- 適正化法ー8.建築基準法
- 3.建蔽率・容積率
- 建蔽率
- Sec.1
1建蔽率
■建蔽率
(1) 建蔽率
建蔽(ぺい)率とは、建築物の建築面積(同一敷地内に2以上の建築物がある場合においては、その建築面積の合計)の敷地面積に対する割合をいう。 |
「建蔽率」とは、敷地のどの範囲まで建築物を建築できるかを数値で表したものである。例えば、100㎡の敷地に50㎡の建物を建てた場合、建蔽率は100分の50であるから、50%という具合に計算する。
自分が権利を持っている土地だからといって、その周辺環境に無関係に、敷地いっぱいの建築物を建ててもよいということになると、威圧感のある街並みになるばかりでなく、日照や通風、そして「火災の延焼の危険」について大きな問題を生じることになる。そこで、建築物の集中する都市計画区域や準都市計画区域においては、建蔽率に限度が設けられる。
(2) 建蔽率の制限
建蔽率の限度は、用途地域等の区分に応じて、次の数値となる。
用途地域等 | 建蔽率の限度 |
第1種低層住居専用地域
第2種低層住居専用地域 田園住居地域 第1種中高層住居専用地域 第2種中高層住居専用地域 工業専用地域 | 3/10、4/10、5/10、6/10のうち、
その地域に関する都市計画で定められた割合 |
第1種住居地域
第2種住居地域 準住居地域 準工業地域 | 5/10、6/10、8/10のうち、
その地域に関する都市計画で定められた割合 |
近隣商業地域 | 6/10、8/10のうち、その地域に関する都市計画で定められた割合 |
商業地域 | 8/10 |
工業地域 | 5/10、6/10のうち、その地域に関する都市計画で定められた割合 |
用途地域の指定のない区域 | 3/10、4/10、5/10、6/10、7/10のうち、
特定行政庁が都道府県都市計画審議会の議を経て定めた割合 |
(3) 建蔽率の緩和
次に該当する建築物は、建蔽率の限度が、上記の数値に10%を加えたものに緩和される。たとえば、建蔽率の限度が60%とされている地域内であれば、建蔽率の限度が70%に緩和される。
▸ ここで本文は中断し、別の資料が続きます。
//! The Windows registry, read through `winreg`.

use tracing::debug;
use winreg::enums::{HKEY_CURRENT_USER, HKEY_LOCAL_MACHINE, KEY_READ};
use winreg::RegKey;

use crate::registry::Registry;
use crate::types::{HiveRoot, UninstallHive};

/// Read-only access to the system registry.
///
/// Keys are opened with `KEY_READ` and closed when their [`RegKey`] drops.
#[derive(Clone, Copy, Debug, Default)]
pub struct WindowsRegistry;

impl Registry for WindowsRegistry {
    type Key = RegKey;

    fn open_uninstall(&self, hive: UninstallHive) -> Option<RegKey> {
        let root = match hive.root() {
            HiveRoot::LocalMachine => RegKey::predef(HKEY_LOCAL_MACHINE),
            HiveRoot::CurrentUser => RegKey::predef(HKEY_CURRENT_USER),
        };
        match root.open_subkey_with_flags(hive.path(), KEY_READ) {
            Ok(key) => Some(key),
            Err(e) => {
                debug!(%hive, error = %e, "cannot open uninstall list");
                None
            }
        }
    }

    fn subkey_names(&self, key: &RegKey) -> Vec<String> {
        key.enum_keys().filter_map(Result::ok).collect()
    }

    fn open_subkey(&self, parent: &RegKey, name: &str) -> Option<RegKey> {
        parent.open_subkey_with_flags(name, KEY_READ).ok()
    }

    fn string_value(&self, key: &RegKey, name: &str) -> Option<String> {
        key.get_value::<String, _>(name).ok()
    }
}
① 防火地域内(建蔽率の限度が80%とされている地域を除く)にある➊に該当する建築物または準防火地域内にある➊もしくは➋のいずれかに該当する建築物
➊ 耐火建築物またはこれと同等以上の延焼防止性能を有するものとして政令で定める建築物(「耐火建築物等」) ➋ 準耐火建築物またはこれと同等以上の延焼防止性能を有するものとして政令で定める建築物(「準耐火建築物等」) ② 街区の角にある敷地またはこれに準ずる敷地で特定行政庁が指定するものの内にある建築物 |
上記の①②の両方に該当する建築物については、建蔽率の限度が、上記の数値に20%を加えたものに緩和される。
(4) 建蔽率の制限の適用除外
次に該当する建築物には、建蔽率の制限が適用されない。つまり、建蔽率の限度が100%になるということである。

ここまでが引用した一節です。